Lulus Verifikasi Dewan Pers No.126/DP-Terverifikasi/K/X/2017

11 Daerah Dijatuhi Sanksi Karena Nunggak Iuran BPJS
Oleh : Redaksi
Jum\'at | 08-06-2018 | 14:52 WIB
bpjs-batam11.jpg Honda-Batam
Media Gathering BPJS Kesehatan Kota Batam. (Foto: Dok Batamtoday.com)

BATAMTODAY.COM, Jakarta - Kementerian Keuangan menghukum 11 daerah karena telah menunggak iuran BPJS Kesehatan per 6 Juni lalu. Enam dari 11 daerah di antaranya, Kabupaten Nagan Raya, Kabupaten Kuningan, Kabupaten Ciamis, Kabupaten Majalengka, Kabupetan Ponorogo, dan Kabupetan Simalungun tersebut harus rela dipotong dana alokasi umum (DAU) mereka karena tidak menyelesaikan kewajibannya.

Boediarso Teguh Widodo, Direktur Jenderal Perimbangan Keuangan Kementerian Keuangan tidak mau merinci berapa tunggakan yang ditanggung 11 daerah tersebut. Dia hanya menyebut pemotongan akan dilakukan untuk DAU Juni dengan besaran pemotongan untuk 11 daerah tersebut mencapai Rp19,22 miliar

"Pemotongan tidak dilakukan secara sekaligus dalam satu bulan, namun secara bertahap. Untuk Juni, nilainya Rp19,22 miliar," kata Boediarso, Kamis (7/6/2018).

Berdasarkan Peraturan Menteri Keuangan Nomor 183 Tahun 2017 tentang Tata Cara Penyelesaian Tunggakan Iuran Jaminan Kesehatan Pemerintah Daerah Melalui Pemotongan Dana Alokasi Umum dan/atau Dana Bagi Hasil wajib membayar iuran jaminan kesehatan.

Kewajiban diberlakukan untuk mengatasi defisit keuangan yang selalu dialami oleh BPJS Kesehatan dalam melaksanakan Program Jaminan Kesehatan Nasional.

Kalau kewajiban tersebut tidak dijalankan dan daerah sampai menunggak iuran selama lebih dari satu tahun, mereka akan dijatuhi sanksi berupa pemotongan DAU atau dana bagi hasil (DBH).
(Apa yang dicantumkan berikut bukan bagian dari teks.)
//! Service layer for task creation, editing, listing, and status updates.

use crate::{
    config::TaskLimits,
    error::ErrorKind,
    identity::domain::{Actor, UserId},
    notification::{DomainEvent, emit_best_effort, ports::NotificationSink},
    task::{
        domain::{
            BudgetType, Location, PhotoUrl, Task, TaskDetails, TaskDomainError, TaskEdit,
            TaskFilter, TaskId, TaskStatus,
        },
        ports::{Geocoder, MediaStore, TaskRepository, TaskRepositoryError},
    },
    validation::{FieldError, bounded_text, minimum_amount, required_text},
};
use chrono::{DateTime, Utc};
use mockable::Clock;
use rust_decimal::Decimal;
use std::sync::Arc;
use thiserror::Error;

/// Request payload for posting a new task.
#[derive(Debug, Clone, PartialEq, Eq)]
pub struct CreateTaskRequest {
    title: String,
    description: String,
    category: String,
    location: String,
    budget_type: BudgetType,
    budget: Decimal,
    scheduled_at: Option<DateTime<Utc>>,
    photo_refs: Vec<String>,
}

impl CreateTaskRequest {
    /// Creates a request with the required task fields.
    #[must_use]
    pub fn new(
        title: impl Into<String>,
        description: impl Into<String>,
        category: impl Into<String>,
        location: impl Into<String>,
        budget_type: BudgetType,
        budget: Decimal,
    ) -> Self {
        Self {
            title: title.into(),
            description: description.into(),
            category: category.into(),
            location: location.into(),
            budget_type,
            budget,
            scheduled_at: None,
            photo_refs: Vec::new(),
        }
    }

    /// Sets the requested time of the work.
    #[must_use]
    pub const fn with_scheduled_at(mut self, scheduled_at: DateTime<Utc>) -> Self {
        self.scheduled_at = Some(scheduled_at);
        self
    }

    /// Attaches stored photo references.
    #[must_use]
    pub fn with_photo_refs(mut self, refs: impl IntoIterator<Item = String>) -> Self {
        self.photo_refs = refs.into_iter().collect();
        self
    }
}

/// Allow-listed partial update of a task; unset fields stay unchanged.
#[derive(Debug, Clone, Default, PartialEq, Eq)]
pub struct UpdateTaskRequest {
    title: Option<String>,
    description: Option<String>,
    category: Option<String>,
    location: Option<String>,
    budget_type: Option<BudgetType>,
    budget: Option<Decimal>,
    scheduled_at: Option<Option<DateTime<Utc>>>,
    added_photo_refs: Vec<String>,
}

impl UpdateTaskRequest {
    /// Creates an empty update.
    #[must_use]
    pub fn new() -> Self {
        Self::default()
    }

    /// Sets a new title.
    #[must_use]
    pub fn with_title(mut self, title: impl Into<String>) -> Self {
        self.title = Some(title.into());
        self
    }

    /// Sets a new description.
    #[must_use]
    pub fn with_description(mut self, description: impl Into<String>) -> Self {
        self.description = Some(description.into());
        self
    }

    /// Sets a new category.
    #[must_use]
    pub fn with_category(mut self, category: impl Into<String>) -> Self {
        self.category = Some(category.into());
        self
    }

    /// Sets a new free-text location; it is geocoded again.
    #[must_use]
    pub fn with_location(mut self, location: impl Into<String>) -> Self {
        self.location = Some(location.into());
        self
    }

    /// Sets a new budget type.
    #[must_use]
    pub const fn with_budget_type(mut self, budget_type: BudgetType) -> Self {
        self.budget_type = Some(budget_type);
        self
    }

    /// Sets a new budget.
    #[must_use]
    pub const fn with_budget(mut self, budget: Decimal) -> Self {
        self.budget = Some(budget);
        self
    }

    /// Sets or clears the requested time.
    #[must_use]
    pub const fn with_scheduled_at(mut self, scheduled_at: Option<DateTime<Utc>>) -> Self {
        self.scheduled_at = Some(scheduled_at);
        self
    }

    /// Appends stored photo references.
    #[must_use]
    pub fn with_added_photo_refs(mut self, refs: impl IntoIterator<Item = String>) -> Self {
        self.added_photo_refs.extend(refs);
        self
    }
}

/// Service-level errors for task operations.
#[derive(Debug, Error)]
pub enum TaskServiceError {
    /// The task does not exist.
    #[error("task not found: {0}")]
    NotFound(TaskId),

    /// The actor may not act on the task.
    #[error("user {actor} may not modify task {task_id}")]
    Forbidden {
        /// Task the actor tried to modify.
        task_id: TaskId,
        /// Rejected actor.
        actor: UserId,
    },

    /// Domain validation or a transition rule failed.
    #[error(transparent)]
    Domain(#[from] TaskDomainError),

    /// Repository operation failed.
    #[error(transparent)]
    Repository(#[from] TaskRepositoryError),
}

impl From<FieldError> for TaskServiceError {
    fn from(err: FieldError) -> Self {
        Self::Domain(TaskDomainError::Validation(err))
    }
}

impl TaskServiceError {
    /// Classifies the failure.
    #[must_use]
    pub const fn kind(&self) -> ErrorKind {
        match self {
            Self::NotFound(_) | Self::Repository(TaskRepositoryError::NotFound(_)) => {
                ErrorKind::NotFound
            }
            Self::Forbidden { .. } => ErrorKind::Forbidden,
            Self::Domain(TaskDomainError::Validation(_)) => ErrorKind::ValidationFailed,
            Self::Domain(TaskDomainError::InvalidTransition { .. }) => {
                ErrorKind::InvalidTransition
            }
            Self::Domain(TaskDomainError::NotEditable { .. }) => ErrorKind::TaskNotOpen,
            Self::Repository(
                TaskRepositoryError::StatusConflict { .. }
                | TaskRepositoryError::StaleWrite { .. }
                | TaskRepositoryError::DuplicateTask(_),
            ) => ErrorKind::Conflict,
            Self::Repository(TaskRepositoryError::Persistence(_)) => ErrorKind::Unavailable,
        }
    }
}

/// Result type for task service operations.
pub type TaskServiceResult<T> = Result<T, TaskServiceError>;

/// Task orchestration service.
#[derive(Clone)]
pub struct TaskService<R, G, C>
where
    R: TaskRepository,
    G: Geocoder,
    C: Clock + Send + Sync,
{
    repository: Arc<R>,
    geocoder: Arc<G>,
    media: Arc<dyn MediaStore>,
    notifications: Arc<dyn NotificationSink>,
    clock: Arc<C>,
    limits: TaskLimits,
}

impl<R, G, C> TaskService<R, G, C>
where
    R: TaskRepository,
    G: Geocoder,
    C: Clock + Send + Sync,
{
    /// Creates a task service with default field limits.
    #[must_use]
    pub fn new(
        repository: Arc<R>,
        geocoder: Arc<G>,
        media: Arc<dyn MediaStore>,
        notifications: Arc<dyn NotificationSink>,
        clock: Arc<C>,
    ) -> Self {
        Self {
            repository,
            geocoder,
            media,
            notifications,
            clock,
            limits: TaskLimits::default(),
        }
    }

    /// Replaces the field limits.
    #[must_use]
    pub fn with_limits(mut self, limits: TaskLimits) -> Self {
        self.limits = limits;
        self
    }

    /// Validates and stores a new open task owned by `actor`.
    ///
    /// Geocoding failures are tolerated: the task is stored without
    /// coordinates.
    ///
    /// # Errors
    ///
    /// Returns [`TaskServiceError::Domain`] when a field is out of bounds or
    /// [`TaskServiceError::Repository`] when persistence fails.
    pub async fn create_task(
        &self,
        actor: &Actor,
        request: CreateTaskRequest,
    ) -> TaskServiceResult<Task> {
        let title = bounded_text("title", &request.title, self.limits.title)?;
        let description =
            bounded_text("description", &request.description, self.limits.description)?;
        let category = required_text("category", &request.category)?;
        let location_text = bounded_text("location", &request.location, self.limits.location)?;
        let budget = minimum_amount("budget", request.budget, self.limits.min_budget)?;

        let details = TaskDetails {
            title,
            description,
            category,
            location: self.locate(location_text).await,
            photos: self.photo_urls(&request.photo_refs),
            budget_type: request.budget_type,
            budget,
            scheduled_at: request.scheduled_at,
        };
        let task = Task::new(actor.id(), details, &*self.clock);
        self.repository.store(&task).await?;
        tracing::info!(task_id = %task.id(), client = %actor.id(), "task created");
        Ok(task)
    }

    /// Applies an allow-listed update to an open task owned by `actor`.
    ///
    /// # Errors
    ///
    /// Returns [`TaskServiceError::NotFound`], [`TaskServiceError::Forbidden`]
    /// for non-owners, [`TaskDomainError::NotEditable`] once the task left
    /// `open`, a validation error, or a conflict when another write landed
    /// after the task was read.
    pub async fn update_task(
        &self,
        task_id: TaskId,
        actor: &Actor,
        request: UpdateTaskRequest,
    ) -> TaskServiceResult<Task> {
        let mut task = self.load(task_id).await?;
        if !task.is_owned_by(actor.id()) {
            tracing::debug!(task_id = %task_id, actor = %actor.id(), "task edit rejected");
            return Err(TaskServiceError::Forbidden {
                task_id,
                actor: actor.id(),
            });
        }

        let edit = self.build_edit(request).await?;
        let read_at = task.updated_at();
        task.apply_edit(edit, &*self.clock)?;
        self.repository
            .update_details_if_unchanged(&task, read_at)
            .await?;
        tracing::info!(task_id = %task_id, "task updated");
        Ok(task)
    }

    /// Retrieves a task by identifier.
    ///
    /// # Errors
    ///
    /// Returns [`TaskServiceError::NotFound`] when the task does not exist.
    pub async fn get_task(&self, task_id: TaskId) -> TaskServiceResult<Task> {
        self.load(task_id).await
    }

    /// Lists tasks matching `filter`, newest first.
    ///
    /// # Errors
    ///
    /// Returns [`TaskServiceError::Repository`] when the query fails.
    pub async fn list_tasks(&self, filter: &TaskFilter) -> TaskServiceResult<Vec<Task>> {
        Ok(self.repository.list(filter).await?)
    }

    /// Completes or cancels a task.
    ///
    /// The client may always request a legal edge; a provider only once
    /// assigned to the task. The assignment edge is never accepted here.
    ///
    /// # Errors
    ///
    /// Returns [`TaskServiceError::Forbidden`] for unauthorized actors,
    /// [`TaskDomainError::InvalidTransition`] for edges outside the graph,
    /// or a conflict when another writer changed the status first.
    pub async fn update_status(
        &self,
        task_id: TaskId,
        target: TaskStatus,
        actor: &Actor,
    ) -> TaskServiceResult<Task> {
        let mut task = self.load(task_id).await?;
        if !task.is_owned_by(actor.id()) && !task.is_assigned_to(actor.id()) {
            tracing::debug!(task_id = %task_id, actor = %actor.id(), "task status change rejected");
            return Err(TaskServiceError::Forbidden {
                task_id,
                actor: actor.id(),
            });
        }

        let previous = task.status();
        task.transition_to(target, &*self.clock)?;
        self.repository.update_if_status(&task, previous).await?;
        tracing::info!(task_id = %task_id, from = %previous, to = %target, "task status changed");
        emit_best_effort(
            self.notifications.as_ref(),
            DomainEvent::TaskStatusChanged {
                task_id,
                from: previous,
                to: target,
            },
        )
        .await;
        Ok(task)
    }

    async fn load(&self, task_id: TaskId) -> TaskServiceResult<Task> {
        self.repository
            .find_by_id(task_id)
            .await?
            .ok_or(TaskServiceError::NotFound(task_id))
    }

    async fn build_edit(&self, request: UpdateTaskRequest) -> TaskServiceResult<TaskEdit> {
        let UpdateTaskRequest {
            title,
            description,
            category,
            location,
            budget_type,
            budget,
            scheduled_at,
            added_photo_refs,
        } = request;

        let mut edit = TaskEdit::new();
        if let Some(value) = title {
            edit = edit.with_title(bounded_text("title", &value, self.limits.title)?);
        }
        if let Some(value) = description {
            edit = edit.with_description(bounded_text(
                "description",
                &value,
                self.limits.description,
            )?);
        }
        if let Some(value) = category {
            edit = edit.with_category(required_text("category", &value)?);
        }
        if let Some(value) = location {
            let text = bounded_text("location", &value, self.limits.location)?;
            edit = edit.with_location(self.locate(text).await);
        }
        if let Some(value) = budget_type {
            edit = edit.with_budget_type(value);
        }
        if let Some(value) = budget {
            edit = edit.with_budget(minimum_amount("budget", value, self.limits.min_budget)?);
        }
        if let Some(value) = scheduled_at {
            edit = edit.with_scheduled_at(value);
        }
        Ok(edit.with_added_photos(self.photo_urls(&added_photo_refs)))
    }

    async fn locate(&self, text: String) -> Location {
        let coordinates = match self.geocoder.resolve(&text).await {
            Ok(found) => found,
            Err(err) => {
                tracing::warn!(location = %text, error = %err, "geocoding failed");
                None
            }
        };
        Location::new(text, coordinates)
    }

    fn photo_urls(&self, refs: &[String]) -> Vec<PhotoUrl> {
        refs.iter()
            .map(|file_ref| self.media.stored_url(file_ref))
            .collect()
    }
}
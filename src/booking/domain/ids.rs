//! Identifier for bookings.

use serde::{Deserialize, Serialize};
use std::fmt;
use uuid::Uuid;

/// Unique identifier for a booking.
#[derive(Debug, Clone, Copy, PartialEq, Eq, Hash, Serialize, Deserialize)]
#[serde(transparent)]
pub struct BookingId(Uuid);

impl BookingId {
    /// Creates a new random booking identifier.
    #[must_use]
    pub fn new() -> Self {
        Self(Uuid::new_v4())
    }

    /// Creates a booking identifier from an existing UUID.
    #[must_use]
    pub const fn from_uuid(uuid: Uuid) -> Self {
        Self(uuid)
    }

    /// Returns the wrapped UUID.
    #[must_use]
    pub const fn into_inner(self) -> Uuid {
        self.0
    }
}

impl Default for BookingId {
    fn default() -> Self {
        Self::new()
    }
}

impl AsRef<Uuid> for BookingId {
    fn as_ref(&self) -> &Uuid {
        &self.0
    }
}

impl fmt::Display for BookingId {
    fn fmt(&self, f: &mut fmt::Formatter<'_>) -> fmt::Result {
        write!(f, "{}", self.0)
    }
}
//! Application services for the service catalog.

mod catalog;
mod feedback;

pub use catalog::{
    CatalogService, CatalogServiceError, CatalogServiceResult, CreateServiceRequest,
    UpdateServiceRequest,
};
pub use feedback::{
    CreateReviewRequest, FeedbackService, FeedbackServiceError, FeedbackServiceResult,
};
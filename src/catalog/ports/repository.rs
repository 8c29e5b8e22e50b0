//! Repository port for service listings.

use crate::catalog::domain::{ServiceFilter, ServiceId, ServiceListing};
use async_trait::async_trait;
use std::sync::Arc;
use thiserror::Error;

/// Result type for catalog repository operations.
pub type ServiceRepositoryResult<T> = Result<T, ServiceRepositoryError>;

/// Service listing persistence contract.
#[async_trait]
pub trait ServiceRepository: Send + Sync {
    /// Stores a new listing.
    ///
    /// # Errors
    ///
    /// Returns [`ServiceRepositoryError::DuplicateService`] when the ID
    /// already exists.
    async fn store(&self, listing: &ServiceListing) -> ServiceRepositoryResult<()>;

    /// Replaces an existing listing.
    ///
    /// # Errors
    ///
    /// Returns [`ServiceRepositoryError::NotFound`] when the listing does not
    /// exist.
    async fn update(&self, listing: &ServiceListing) -> ServiceRepositoryResult<()>;

    /// Finds a listing by identifier.
    async fn find_by_id(&self, id: ServiceId) -> ServiceRepositoryResult<Option<ServiceListing>>;

    /// Lists listings matching `filter`, newest first.
    async fn list(&self, filter: &ServiceFilter) -> ServiceRepositoryResult<Vec<ServiceListing>>;
}

/// Errors returned by catalog repository implementations.
#[derive(Debug, Clone, Error)]
pub enum ServiceRepositoryError {
    /// A listing with the same identifier already exists.
    #[error("duplicate service identifier: {0}")]
    DuplicateService(ServiceId),

    /// The listing was not found.
    #[error("service not found: {0}")]
    NotFound(ServiceId),

    /// Persistence-layer failure.
    #[error("persistence error: {0}")]
    Persistence(Arc<dyn std::error::Error + Send + Sync>),
}

impl ServiceRepositoryError {
    /// Wraps a persistence error.
    pub fn persistence(err: impl std::error::Error + Send + Sync + 'static) -> Self {
        Self::Persistence(Arc::new(err))
    }
}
Boediarso mengatakan pemotongan tersebut sedikit banyak telah berdampak terhadap realisasi penyaluran DAU. Secara persentase, penyaluran DAU turun dari 50,1 persen di awal Juni tahun lalu menjadi 49,9 persen di tahun ini.

Meski begitu, angka serapan secara nominal hingga awal Juni tahun ini sudah Rp200,24 triliun atau lebih besar 0,27 persen dibanding tahun lalu, yaitu Rp199,7 triliun.

"Memang, secara persentase jadi lebih kecil, tapi secara nominal ya penyerapannya lebih besar," imbuh dia.

DAU merupakan dana yang ditransfer pemerintah pusat dengan tujuan pemerataan kemampuan keuangan antar daerah dalam rangka desentralisasi. Di dalam Anggaran Pendapatan dan Belanja Negara (APBN) 2018, DAU dialokasikan sebesar Rp401,48 triliun atau meningkat 0,72 persen dari tahu lalu Rp398,58 triliun.